The Racist Bone

I'd say this was a dumb meme and you're wrong? 

I'd say this was a dumb meme and you're wrong? 

In a recent interview, the sad little husk of a man known as Eric Trump cleared up confusion regarding his father’s ideas about race by assuring the interviewer, “There is no racist bone in my father’s body. He is the greatest guy in the world.”

Now I would never be arrogant enough to challenge Eric’s characterization of his father as “the greatest guy in the world.” Obviously that’s true or Eric wouldn’t have said it. I do, however, find it fascinating that when defending his father against clearly correct charges of racism, Eric insisted that there wasn’t a racist bone in his withered old man's fleshy, decaying body. 

When someone is caught red-handed doing horribly racist or homophobic or sexist shit, that public humiliation is frequently followed by a flurry of strident testimonials from both the person accused of bigotry, and that person’s friends and family, about how not only is the guilty party most assuredly not guilty but also that they are, unique among us, completely untainted by racism or bigotry or societal conditioning to the point where there’s isn’t a racist bone in their body and also, actually, they’re the least racist person in the world. 

His dad may be a White Nationalist but Eric himself is a powerful argument against both in-breeding and White Superiority. 

His dad may be a White Nationalist but Eric himself is a powerful argument against both in-breeding and White Superiority. 

Trump loves to play these ridiculous rhetorical games of comic hyperbole. Sure, Trump was accused of sexual harassment by no less than 13 women, and was taped bragging about grabbing women by the genitalia, but by his own estimation no one alive (and there are about seven billion people on earth) has more respect for women than he does. This, presumably includes Ruth Bader Ginsburg and Gloria Steinem. Sorry, ladies, you don’t have as much respect for women as President “Grab ‘Em By The Pussy.”

To claim that you are wholly innocent of the universal sin of racism (or sexism, or homophobia, or anti-Semitism) is a form of insanity. It’s also a way of denying the complexity of racism, its insidiousness, its pervasiveness and its institutional nature. The ridiculous fiction that there are people out there without a racist bone in their body is similarly a reductive way of removing the infinite grays of race and racism and dividing the world into two camps: racist and non-racist. 
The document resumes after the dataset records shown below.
use crate::catalog::Species;
use crate::record::RecordStore;
use rand::seq::IndexedRandom;
use rand::Rng;

const NAME_ATTEMPTS: usize = 10;

struct Words {
    adjectives: &'static [&'static str],
    nouns: &'static [&'static str],
}

static GENERIC: Words = Words {
    adjectives: &["Mystic", "Shadow", "Radiant", "Ancient", "Wandering"],
    nouns: &["Entity", "Being", "Spirit", "Wraith", "Stranger"],
};

fn words(species: Species) -> &'static Words {
    use Species::*;
    static HUMAN: Words = Words {
        adjectives: &["Noble", "Valiant", "Wise", "Stalwart", "Resolute", "Humble"],
        nouns: &["Knight", "Scholar", "Baron", "Champion", "Warden", "Pilgrim"],
    };
    static CENTAUR: Words = Words {
        adjectives: &["Wild", "Gallant", "Thundering", "Fierce"],
        nouns: &["Archer", "Hunter", "Outrider", "Stallion"],
    };
    static MERMAID: Words = Words {
        adjectives: &["Luminous", "Oceanic", "Pearled", "Singing"],
        nouns: &["Siren", "Maiden", "Enchantress", "Tidecaller"],
    };
    static HORSE: Words = Words {
        adjectives: &["Swift", "Dappled", "Majestic", "Sure-footed"],
        nouns: &["Steed", "Charger", "Mustang", "Courser"],
    };
    static HIPPOCAMPUS: Words = Words {
        adjectives: &["Tidal", "Deep", "Foaming", "Azure"],
        nouns: &["Triton", "Mariner", "Wavestrider", "Seasteed"],
    };
    static FISH: Words = Words {
        adjectives: &["Glimmering", "Silver", "Abyssal", "Sleek"],
        nouns: &["Fin", "Scale", "Darter", "Swimmer"],
    };
    static SATYR: Words = Words {
        adjectives: &["Revelrous", "Impish", "Piping", "Mischievous"],
        nouns: &["Faun", "Reveler", "Piper", "Satyr"],
    };
    static NAGA: Words = Words {
        adjectives: &["Coiled", "Serpentine", "Sly", "Hooded"],
        nouns: &["Asp", "Cobra", "Oracle", "Viper"],
    };
    static MINOTAUR: Words = Words {
        adjectives: &["Rampaging", "Colossal", "Horned", "Brazen"],
        nouns: &["Behemoth", "Taurus", "Warden", "Goliath"],
    };
    static HARPY: Words = Words {
        adjectives: &["Screeching", "Tempestuous", "Ragged", "Shrill"],
        nouns: &["Raptor", "Stormcaller", "Screamer", "Harrier"],
    };
    static GRIFFIN: Words = Words {
        adjectives: &["Golden", "Regal", "Imperial", "Keen-eyed"],
        nouns: &["Sky King", "Sentinel", "Griffin", "Talon"],
    };
    static CHIMERA: Words = Words {
        adjectives: &["Fused", "Nightmare", "Three-headed", "Snarling"],
        nouns: &["Abomination", "Beast", "Horror", "Chimera"],
    };
    static COCKATRICE: Words = Words {
        adjectives: &["Petrifying", "Cursed", "Baleful", "Sinister"],
        nouns: &["Basilisk", "Gorgon", "Cockatrice", "Glare"],
    };
    static HIPPOGRIFF: Words = Words {
        adjectives: &["Skyborne", "Aerial", "Proud", "Valiant"],
        nouns: &["Windrider", "Cloudstrider", "Sky Knight", "Hippogriff"],
    };
    static MANTICORE: Words = Words {
        adjectives: &["Dread", "Savage", "Barbed", "Terrifying"],
        nouns: &["Scourge", "Fury", "Stinger", "Manticore"],
    };
    static PEGASUS: Words = Words {
        adjectives: &["Celestial", "Ethereal", "Radiant", "Winged"],
        nouns: &["Zephyr", "Cloudrider", "Starwing", "Pegasus"],
    };
    static GOAT: Words = Words {
        adjectives: &["Stubborn", "Rocky", "Spirited", "Nimble"],
        nouns: &["Billy", "Capricorn", "Crag", "Climber"],
    };
    static SNAKE: Words = Words {
        adjectives: &["Sinuous", "Slithering", "Creeping", "Venomous"],
        nouns: &["Adder", "Serpent", "Mamba", "Viper"],
    };
    static BULL: Words = Words {
        adjectives: &["Massive", "Raging", "Sturdy", "Titanic"],
        nouns: &["Rampager", "Ox", "Goliath", "Bison"],
    };
    static BIRD: Words = Words {
        adjectives: &["Feathered", "Soaring", "Glorious", "Swift"],
        nouns: &["Skycaller", "Songbird", "Kestrel", "Avian"],
    };
    static LION: Words = Words {
        adjectives: &["Regal", "Mighty", "Tawny", "Imperial"],
        nouns: &["King", "Roarer", "Majesty", "Pride"],
    };
    static IPOTANE: Words = Words {
        adjectives: &["Enigmatic", "Mystic", "Noble", "Hoofed"],
        nouns: &["Maned Steed", "Wanderer", "Unity", "Strider"],
    };
    static DRAGON: Words = Words {
        adjectives: &["Fiery", "Ancient", "Infernal", "Blazing", "Scaled", "Smouldering"],
        nouns: &["Wyrm", "Drake", "Ember", "Sovereign", "Flame", "Hoarder"],
    };
    static TENGU: Words = Words {
        adjectives: &["Cunning", "Ethereal", "Sleek", "Mischievous"],
        nouns: &["Trickster", "Raven", "Shade", "Harbinger"],
    };

    match species {
        Human => &HUMAN,
        Centaur => &CENTAUR,
        Mermaid => &MERMAID,
        Horse => &HORSE,
        Hippocampus => &HIPPOCAMPUS,
        Fish => &FISH,
        SatyrFaun => &SATYR,
        Naga => &NAGA,
        Minotaur => &MINOTAUR,
        Harpy => &HARPY,
        Griffin => &GRIFFIN,
        Chimera => &CHIMERA,
        CockatriceBasilisk => &COCKATRICE,
        Hippogriff => &HIPPOGRIFF,
        Manticore => &MANTICORE,
        Pegasus => &PEGASUS,
        Goat => &GOAT,
        Snake => &SNAKE,
        Bull => &BULL,
        Bird => &BIRD,
        Lion => &LION,
        Ipotane => &IPOTANE,
        Dragon => &DRAGON,
        Tengu => &TENGU,
    }
}

fn draw<R: Rng + ?Sized>(words: &Words, rng: &mut R) -> String {
    let adjective = words.adjectives.choose(rng).copied().unwrap_or("Nameless");
    let noun = words.nouns.choose(rng).copied().unwrap_or("One");
    format!("{adjective} {noun}")
}

/// A species-flavoured "Adjective Noun" name not yet present in `store`.
/// After a few collisions a numeric suffix is appended until the name is free.
pub fn unique_name<R: Rng + ?Sized>(
    species: Option<Species>,
    store: &dyn RecordStore,
    rng: &mut R,
) -> String {
    let words = species.map(words).unwrap_or(&GENERIC);
    for _ in 0..NAME_ATTEMPTS {
        let name = draw(words, rng);
        if !store.contains(&name) {
            return name;
        }
    }
    let base = draw(words, rng);
    let mut suffix = rng.random_range(1..=1000u32);
    loop {
        let name = format!("{base} {suffix}");
        if !store.contains(&name) {
            return name;
        }
        suffix += 1;
    }
}

#[cfg(test)]
mod tests {
    use super::*;
    use crate::record::tests::sample_record;
    use crate::record::MemoryStore;
    use rand::SeedableRng;
    use rand_chacha::ChaCha12Rng;

    #[test]
    fn names_are_two_species_words() {
        let store = MemoryStore::new();
        let mut rng = ChaCha12Rng::seed_from_u64(3);
        let name = unique_name(Some(Species::Dragon), &store, &mut rng);
        let (adjective, noun) = name.split_once(' ').expect("two words");
        assert!(DRAGON_WORDS.0.contains(&adjective));
        assert!(DRAGON_WORDS.1.contains(&noun));
    }

    const DRAGON_WORDS: (&[&str], &[&str]) = (
        &["Fiery", "Ancient", "Infernal", "Blazing", "Scaled", "Smouldering"],
        &["Wyrm", "Drake", "Ember", "Sovereign", "Flame", "Hoarder"],
    );

    #[test]
    fn names_stay_unique_when_word_space_is_exhausted() {
        let mut store = MemoryStore::new();
        let mut rng = ChaCha12Rng::seed_from_u64(11);
        // Fish have 16 two-word combinations; ask for far more.
        for _ in 0..60 {
            let name = unique_name(Some(Species::Fish), &store, &mut rng);
            assert!(!store.contains(&name), "{name} reused");
            store.put(sample_record(&name, Species::Fish));
        }
        assert_eq!(store.len(), 60);
    }

    #[test]
    fn unknown_species_uses_generic_words() {
        let store = MemoryStore::new();
        let mut rng = ChaCha12Rng::seed_from_u64(0);
        let name = unique_name(None, &store, &mut rng);
        let adjective = name.split(' ').next().unwrap_or_default();
        assert!(GENERIC.adjectives.contains(&adjective));
    }
}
With the exception of out and proud hate-mongers, nobody wants to be considered racist in our society, particularly people who clearly are racist. So friends and family members of racists go to ridiculous lengths to depict their loved ones not just as innocent and misunderstood but also as pious, almost Christ-like exemplars of radical tolerance.
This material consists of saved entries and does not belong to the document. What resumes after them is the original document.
impl FeeStructure {
    fn handle_define(&self, cmd: &DefineFeeStructure) -> Result<Vec<FeeStructureEvent>, DomainError> {
        if self.is_live() {
            return Err(DomainError::conflict(
                "a fee structure with this name already exists for the academic year",
            ));
        }
        if self.created && self.tenant_id != Some(cmd.tenant_id) {
            return Err(DomainError::not_found());
        }

        let name = cmd.name.trim();
        if name.is_empty() {
            return Err(DomainError::validation("fee structure name is required"));
        }
        let annual_total = validate_components(&cmd.components)?;

        Ok(vec![FeeStructureEvent::Defined(FeeStructureDefined {
            tenant_id: cmd.tenant_id,
            structure_id: cmd.structure_id,
            name: name.to_string(),
            academic_year: cmd.academic_year.clone(),
            cohort_groups: normalize_groups(&cmd.cohort_groups),
            description: cmd.description.clone(),
            components: cmd.components.clone(),
            late_fee: cmd.late_fee.clone(),
            annual_total,
            defined_by: cmd.defined_by,
            occurred_at: cmd.occurred_at,
        })])
    }

    fn handle_update(&self, cmd: &UpdateFeeStructure) -> Result<Vec<FeeStructureEvent>, DomainError> {
        self.ensure_visible_to(cmd.tenant_id)?;

        let patch = &cmd.patch;
        if patch.is_empty() {
            return Err(DomainError::validation("update contains no changes"));
        }

        let components = patch
            .components
            .clone()
            .unwrap_or_else(|| self.components.clone());
        let annual_total = validate_components(&components)?;

        let cohort_groups = match &patch.cohort_groups {
            Some(groups) => normalize_groups(groups),
            None => self.cohort_groups.clone(),
        };

        Ok(vec![FeeStructureEvent::Updated(FeeStructureUpdated {
            tenant_id: cmd.tenant_id,
            structure_id: cmd.structure_id,
            cohort_groups,
            description: patch.description.clone().or_else(|| self.description.clone()),
            components,
            late_fee: patch.late_fee.clone().or_else(|| self.late_fee.clone()),
            annual_total,
            updated_by: cmd.updated_by,
            occurred_at: cmd.occurred_at,
        })])
    }

    fn handle_delete(&self, cmd: &DeleteFeeStructure) -> Result<Vec<FeeStructureEvent>, DomainError> {
        self.ensure_visible_to(cmd.tenant_id)?;

        Ok(vec![FeeStructureEvent::Deleted(FeeStructureDeleted {
            tenant_id: cmd.tenant_id,
            structure_id: cmd.structure_id,
            deleted_by: cmd.deleted_by,
            occurred_at: cmd.occurred_at,
        })])
    }
}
I have a confession to make. I am racist. I’m also misogynistic and a bunch of awful qualities I wish I didn’t possess in even trace amounts. That’s because everyone is at least a little bit racist, and everyone is at least a little bit sexist and everyone is at least a little bit anti-Semitic. That’s who we are as human beings. We are inevitably and invariably damaged by the ugliness we see in movies and TV shows and all around us. Nobody gets through life in America absolutely clean. Nobody. 


We’re all cursed to live in a deeply racist country in a delusional, pathological state of denial about who we are. Part of that denial involves the ridiculous fiction that our culture is filled with people whom racism has never touched or corrupted in any way, who see straight through to people’s immortal souls rather than lingering on the superficial. 

Here’s the thing: I know I’m as tainted by racism as everyone else, both individually and as a white man in America. But I also know that I strive every day to be less racist and less sexist and less of a self-loathing Jew. I'm trying because I'm fucking flawed and broken. I think that acknowledging that everyone is at least a racist would be a terrific starting point for a real, substantive conversation about race and racism in our society but that’s never going to happen in a world where we delude ourselves into thinking we’re truly color-blind. We all have a whole bunch of racist bones in our bodies, and we’d be better off acknowledging that painful truth and our own internal ugliness rather than living in a delusional, Eric Trump-like state of complete denial.